Cohen pleaded guilty to wire fraud, aggravated identity theft, false statements to insurance regulators and obstruction of justice in June 2015 after four days of trial in federal court where he represented himself. Cohen attempted to withdraw from the guilty plea in August and represented himself during a multi-day sentencing hearing toward the end of which he requested appointed counsel.
In his appeal, Cohen claims he should have been permitted to withdraw from the plea and a federal magistrate judge should have appointed counsel during sentencing.
Though Cohen has been represented by a federal public defender for months, he was given permission to file a pro se supplemental brief in the appeal, docketed Monday, which details the alleged mischaracterizations of his actions by the government in their briefing as well as errors by the trial court.
He contends the government “dedicates a significant amount of their Brief to information completely irrelevant to Cohen’s arguments of due process violations” and accuses them of character assassination rather than arguing the relevant issues, concluding by quoting “Hamlet”: “The lady doth protest too much, methinks.”
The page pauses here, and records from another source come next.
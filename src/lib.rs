//! Game Library: catalog, selection and view-mode core for a virtual game-case
//! viewer.
//!
//! The crate holds everything a presentation layer needs except drawing and
//! sound:
//! - A session catalog of release records read once from a table store
//! - A pure filter / sort / paginate engine over that catalog
//! - A cascading title → platform → region → edition selection resolver
//! - A view-mode state machine for the case, cover, disc, manual and extras
//! - Background fetches on a worker thread with a cache-aside repository

#![allow(clippy::multiple_crate_versions)]

//!
//! # Architecture
//!
//! ```text
//! ┌─────────────────────────────────────────────────────┐
//! │  Line driver (main.rs)                              │  ← Entry point
//! └─────────────────────────────────────────────────────┘
//!                        │
//! ┌─────────────────────────────────────────────────────┐
//! │  Application Layer (app/)                           │
//! │  - Store: event in, actions out, subscribers        │
//! │  - View modes, panel, image viewer                  │
//! │  - View model computation                           │
//! └─────────────────────────────────────────────────────┘
//!         │                    │                    │
//! ┌───────────────┐   ┌───────────────┐   ┌───────────────┐
//! │ UI Layer      │   │ Table/Select  │   │ Worker Layer  │
//! │ (ui/)         │   │ (table/,      │   │ (worker/)     │
//! │ - Rendering   │   │  selection/)  │   │ - Fetches     │
//! │ - Genre theme │   │ - Filter/sort │   │ - Asset probe │
//! └───────────────┘   └───────────────┘   └───────────────┘
//!                                                   │
//! ┌─────────────────────────────────────────────────────┐
//! │  Catalog & Domain Layers                            │
//! │  - Data source trait + JSON export (catalog/)       │
//! │  - Memoized repository, asset store                 │
//! │  - Release records, code tables, errors (domain/)   │
//! └─────────────────────────────────────────────────────┘
//! ```
//!
//! # Configuration
//!
//! The driver takes `key=value` arguments, parsed by [`Config::from_map`]:
//!
//! ```text
//! game-library catalog_file=~/games/catalog.json asset_root=~/games page_size=20 theme=library-light
//! ```
//!
//! # Example
//!
//! ```rust
//! use game_library::{initialize, Config, Event, Store};
//!
//! let mut store = Store::new(initialize(&Config::default()));
//! let actions = store.dispatch(&Event::Start)?;
//!
//! // Catalog and games list requested from the worker.
//! assert_eq!(actions.len(), 2);
//! assert!(store.state().loading.catalog);
//! # Ok::<(), game_library::GameLibraryError>(())
//! ```

pub mod app;
pub mod catalog;
pub mod domain;
pub mod infrastructure;
pub mod observability;
pub mod selection;
pub mod table;
pub mod ui;
pub mod worker;

pub use app::{handle_event, Action, AppState, Event, SoundCue, Store, ViewMode};
pub use domain::{GameLibraryError, ReleaseRecord, Result};
pub use ui::Theme;

use catalog::{CatalogRepository, JsonCatalogSource, LocalAssetStore};
use infrastructure::{expand_tilde, get_data_dir};
use std::collections::BTreeMap;
use std::path::PathBuf;
use table::{DEFAULT_PAGE_SIZE, PAGE_SIZES};
use worker::{CatalogWorker, WorkerHandle};

/// File name of the catalog export when `catalog_file` is not set.
pub const DEFAULT_CATALOG_FILE: &str = "catalog.json";

/// Driver configuration.
#[derive(Debug, Clone, PartialEq, Eq)]
pub struct Config {
    /// JSON export of the `games` and `game_releases` tables.
    ///
    /// Default: `catalog.json` in the data directory.
    pub catalog_file: Option<String>,

    /// Directory the `images/...` store paths are resolved under.
    ///
    /// Default: the data directory.
    pub asset_root: Option<String>,

    /// Prefix for public image URLs. Without one, URLs are `file://` paths.
    pub asset_base_url: Option<String>,

    /// Rows per table page, one of [`PAGE_SIZES`]. Default: 10
    pub page_size: usize,

    /// Built-in theme name: `library-dark` or `library-light`. Ignored if
    /// `theme_file` is set.
    pub theme_name: Option<String>,

    /// Path to a custom TOML theme file.
    pub theme_file: Option<String>,

    /// Tracing filter, e.g. `debug` or `game_library=trace`. Default: `"info"`
    pub trace_level: Option<String>,

    /// Overrides the data directory (trace file, default catalog location).
    pub data_dir: Option<String>,
}

impl Default for Config {
    fn default() -> Self {
        Self {
            catalog_file: None,
            asset_root: None,
            asset_base_url: None,
            page_size: DEFAULT_PAGE_SIZE,
            theme_name: None,
            theme_file: None,
            trace_level: None,
            data_dir: None,
        }
    }
}

impl Config {
    /// Builds a configuration from string key/value pairs.
    ///
    /// Unknown keys are ignored. Blank values count as unset. A `page_size`
    /// that is not a number or not an offered size falls back to the default.
    ///
    /// # Example
    ///
    /// ```rust
    /// use std::collections::BTreeMap;
    /// use game_library::Config;
    ///
    /// let mut map = BTreeMap::new();
    /// map.insert("catalog_file".to_string(), "/srv/games.json".to_string());
    /// map.insert("page_size".to_string(), "20".to_string());
    ///
    /// let config = Config::from_map(&map);
    /// assert_eq!(config.catalog_file.as_deref(), Some("/srv/games.json"));
    /// assert_eq!(config.page_size, 20);
    /// ```
    #[must_use]
    pub fn from_map(config: &BTreeMap<String, String>) -> Self {
        let value = |key: &str| {
            config
                .get(key)
                .map(|s| s.trim())
                .filter(|s| !s.is_empty())
                .map(String::from)
        };

        let page_size = value("page_size").map_or(DEFAULT_PAGE_SIZE, |raw| {
            match raw.parse::<usize>() {
                Ok(size) if PAGE_SIZES.contains(&size) => size,
                _ => {
                    tracing::warn!(page_size = %raw, "unsupported page size, using default");
                    DEFAULT_PAGE_SIZE
                }
            }
        });

        Self {
            catalog_file: value("catalog_file"),
            asset_root: value("asset_root"),
            asset_base_url: value("asset_base_url"),
            page_size,
            theme_name: value("theme"),
            theme_file: value("theme_file"),
            trace_level: value("trace_level"),
            data_dir: value("data_dir"),
        }
    }

    /// Resolved location of the catalog export.
    #[must_use]
    pub fn catalog_path(&self) -> PathBuf {
        self.catalog_file.as_deref().map_or_else(
            || get_data_dir(self.data_dir.as_deref()).join(DEFAULT_CATALOG_FILE),
            expand_tilde,
        )
    }

    /// Resolved root of the image store.
    #[must_use]
    pub fn asset_root_path(&self) -> PathBuf {
        self.asset_root
            .as_deref()
            .map_or_else(|| get_data_dir(self.data_dir.as_deref()), expand_tilde)
    }
}

/// Creates the initial application state.
///
/// Theme resolution: `theme_file`, then `theme_name`, then the default theme.
/// A theme that fails to load is logged and replaced by the default.
#[must_use]
pub fn initialize(config: &Config) -> AppState {
    tracing::debug!("initializing game library state");

    let theme = match (&config.theme_file, &config.theme_name) {
        (Some(theme_file), _) => Theme::from_file(expand_tilde(theme_file)).unwrap_or_else(|e| {
            tracing::warn!(theme_file = %theme_file, error = %e, "failed to load theme from file, using default");
            Theme::default()
        }),
        (None, Some(theme_name)) => Theme::from_name(theme_name).unwrap_or_else(|| {
            tracing::warn!(theme_name = %theme_name, "unknown theme, using default");
            Theme::default()
        }),
        (None, None) => Theme::default(),
    };

    AppState::new(theme, config.page_size)
}

/// Opens the configured catalog and asset store and starts the worker thread.
///
/// # Errors
///
/// Returns an error if the catalog export cannot be read or parsed, or if the
/// worker thread cannot be spawned.
pub fn spawn_worker(config: &Config) -> Result<WorkerHandle> {
    let catalog_path = config.catalog_path();
    let source = JsonCatalogSource::open(catalog_path.clone()).map_err(|e| {
        tracing::warn!(path = ?catalog_path, error = %e, "failed to open catalog");
        e
    })?;

    let assets = LocalAssetStore::new(config.asset_root_path(), config.asset_base_url.clone());
    tracing::debug!(catalog = ?catalog_path, assets = ?assets.root(), "starting catalog worker");

    CatalogWorker::new(CatalogRepository::new(Box::new(source)), Box::new(assets)).spawn()
}

#[cfg(test)]
mod tests {
    use super::*;

    fn map(pairs: &[(&str, &str)]) -> BTreeMap<String, String> {
        pairs
            .iter()
            .map(|(k, v)| ((*k).to_string(), (*v).to_string()))
            .collect()
    }

    #[test]
    fn empty_map_gives_defaults() {
        assert_eq!(Config::from_map(&BTreeMap::new()), Config::default());
    }

    #[test]
    fn parses_every_key() {
        let config = Config::from_map(&map(&[
            ("catalog_file", "/data/catalog.json"),
            ("asset_root", "/data"),
            ("asset_base_url", "https://cdn.example.com/"),
            ("page_size", "20"),
            ("theme", "library-light"),
            ("theme_file", "/themes/mine.toml"),
            ("trace_level", "debug"),
            ("data_dir", "/var/lib/games"),
            ("unknown", "ignored"),
        ]));

        assert_eq!(config.catalog_file.as_deref(), Some("/data/catalog.json"));
        assert_eq!(config.asset_root.as_deref(), Some("/data"));
        assert_eq!(config.asset_base_url.as_deref(), Some("https://cdn.example.com/"));
        assert_eq!(config.page_size, 20);
        assert_eq!(config.theme_name.as_deref(), Some("library-light"));
        assert_eq!(config.theme_file.as_deref(), Some("/themes/mine.toml"));
        assert_eq!(config.trace_level.as_deref(), Some("debug"));
        assert_eq!(config.data_dir.as_deref(), Some("/var/lib/games"));
    }

    #[test]
    fn bad_page_size_falls_back() {
        assert_eq!(Config::from_map(&map(&[("page_size", "15")])).page_size, DEFAULT_PAGE_SIZE);
        assert_eq!(Config::from_map(&map(&[("page_size", "ten")])).page_size, DEFAULT_PAGE_SIZE);
    }

    #[test]
    fn blank_values_are_unset() {
        let config = Config::from_map(&map(&[("theme", "  "), ("catalog_file", "")]));
        assert!(config.theme_name.is_none());
        assert!(config.catalog_file.is_none());
    }

    #[test]
    fn paths_default_to_data_dir() {
        let config = Config {
            data_dir: Some("/tmp/gl-data".to_string()),
            ..Config::default()
        };
        assert_eq!(config.catalog_path(), PathBuf::from("/tmp/gl-data/catalog.json"));
        assert_eq!(config.asset_root_path(), PathBuf::from("/tmp/gl-data"));

        let config = Config {
            catalog_file: Some("/srv/c.json".to_string()),
            ..config
        };
        assert_eq!(config.catalog_path(), PathBuf::from("/srv/c.json"));
    }

    #[test]
    fn initialize_uses_page_size_and_falls_back_on_unknown_theme() {
        let config = Config {
            page_size: 20,
            theme_name: Some("no-such-theme".to_string()),
            ..Config::default()
        };
        let state = initialize(&config);
        assert_eq!(state.window.page_size(), 20);
        assert_eq!(state.theme.name, Theme::default().name);
    }

    #[test]
    fn missing_catalog_is_an_error() {
        let config = Config {
            catalog_file: Some("/definitely/not/here/catalog.json".to_string()),
            ..Config::default()
        };
        assert!(spawn_worker(&config).is_err());
    }
}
Cohen argues he believed he was facing a minimal prison term when he signed the plea agreement and the court “ignored voluminous financial evidence presented” in issuing advisory sentencing guidelines recommending life in prison.
Cohen’s former Sparks-based company, Indemnity Insurance Corp. RRG, once covered “nightclubs and other risky businesses” in more than 30 states. He was indicted in 2014 for trying to deceive regulators about the financial condition of the company. Cohen argued he inflated balance sheets but Indemnity was never insolvent and was always able to pay claims.
The filing also explains why Cohen dismissed various appointed attorneys and standby counsel who he claimed were not following his direction or failed to offer meaningful assistance.
The case is U.S. v. Jeffrey Cohen, 15-4780.